In 1912, MAE WEST, already proficient at the piano keyboard, learned how to play drums. Her boyfriend Joe Schenck, who had his own band, taught her. Then 19 years old, Mae was living in the Ridgewood section of New York City.
• • Joe Schenck rehearsed with Mae and his musicians in a clubhouse located at 70-12 Cypress Hills, Ridgewood, NY.
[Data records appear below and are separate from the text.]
/// Flat shading against a single directional light
use nalgebra::{Unit, Vector3};

/// Glyphs ordered from darkest to brightest
pub const SHADE_RAMP: [char; 12] = ['.', ',', '-', '~', ':', ';', '=', '!', '*', '#', '$', '@'];

/// Glyph for cells no triangle covers
pub const BLANK: char = ' ';

/// Light shining down and toward the viewer
pub fn default_light() -> Unit<Vector3<f32>> {
    Unit::new_normalize(Vector3::new(0.0, 0.5, 0.5))
}

/// Ramp index for a light intensity in `[-1, 1]`, truncated and clamped to the ramp
pub fn shade_index(intensity: f32) -> usize {
    let scaled = (SHADE_RAMP.len() as f32 * intensity) as i32;
    scaled.clamp(0, SHADE_RAMP.len() as i32 - 1) as usize
}

pub fn shade_for_normal(normal: &Vector3<f32>, light: &Unit<Vector3<f32>>) -> char {
    SHADE_RAMP[shade_index(normal.dot(light.as_ref()))]
}
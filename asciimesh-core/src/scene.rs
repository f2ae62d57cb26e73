/// Explicit rendering context: the mesh plus everything that positions it
use crate::bounds::BoundingBox;
use crate::error::{MeshError, Result};
use crate::geometry::Mesh;
use crate::projection::{Camera, ScreenTriangle, Viewport};
use crate::transform::{RotationState, Transform};

#[derive(Debug, Clone)]
pub struct Scene {
    mesh: Mesh,
    bounds: BoundingBox,
    camera: Camera,
    rotation: RotationState,
}

impl Scene {
    /// Camera placed from the mesh's bounding box
    pub fn new(mesh: Mesh) -> Result<Self> {
        let bounds = Self::bounds_of(&mesh)?;
        let camera = Camera::from_bounds(&bounds);
        Ok(Self {
            mesh,
            bounds,
            camera,
            rotation: RotationState::zero(),
        })
    }

    pub fn with_camera(mesh: Mesh, camera: Camera) -> Result<Self> {
        let bounds = Self::bounds_of(&mesh)?;
        Ok(Self {
            mesh,
            bounds,
            camera,
            rotation: RotationState::zero(),
        })
    }

    fn bounds_of(mesh: &Mesh) -> Result<BoundingBox> {
        if mesh.is_empty() {
            return Err(MeshError::Empty);
        }
        BoundingBox::from_points(mesh.vertices()).ok_or(MeshError::Empty)
    }

    pub fn mesh(&self) -> &Mesh {
        &self.mesh
    }

    pub fn bounds(&self) -> &BoundingBox {
        &self.bounds
    }

    pub fn camera(&self) -> &Camera {
        &self.camera
    }

    pub fn rotation(&self) -> &RotationState {
        &self.rotation
    }

    pub fn set_rotation(&mut self, rotation: RotationState) {
        self.rotation = rotation;
    }

    pub fn advance(&mut self, d_pitch: f32, d_yaw: f32) {
        self.rotation.advance(d_pitch, d_yaw);
    }

    /// Every face transformed by the current rotation and projected into the
    /// viewport. Faces with a vertex at zero depth are dropped.
    pub fn screen_triangles(&self, viewport: Viewport) -> impl Iterator<Item = ScreenTriangle> + '_ {
        let rotation = Transform::rotation_matrix(&self.rotation);
        let view = self.camera.view_matrix(&rotation);

        self.mesh.faces().iter().filter_map(move |face| {
            let [a, b, c] = self.mesh.triangle(face);
            Some(ScreenTriangle::new(
                viewport.project(&view.transform_point(&a))?,
                viewport.project(&view.transform_point(&b))?,
                viewport.project(&view.transform_point(&c))?,
            ))
        })
    }
}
• • Born in Brooklyn, New York on 2 June 1891, Joseph Thuma Schenck was a musician, a pianist, and a singer with strong ambitions. During the day, Schenck held a conductor's job on a trolleycar line in Canarsie. In 1912, the five-foot-nine hopeful began chatting with his motorman August Von Glahn, a genial baritone five years his senior. In their spare time, they put together a variety act featuring Joe Schenck on piano providing lively accompaniment as the duo sang and did comedy routines. Before long, Von Glahn assumed his stage name "Gus Van" and thus they became Van and Schenck, a vaudeville team and the best known of all the two-men singing combinations. Before long, the clean-cut Brooklynites became vaudeville stars and made appearances in the Ziegfeld Follies of 1918, 1919, 1920, and 1921. Additionally, they cut numerous phonograph records for the Victor, Emerson, and Columbia record companies.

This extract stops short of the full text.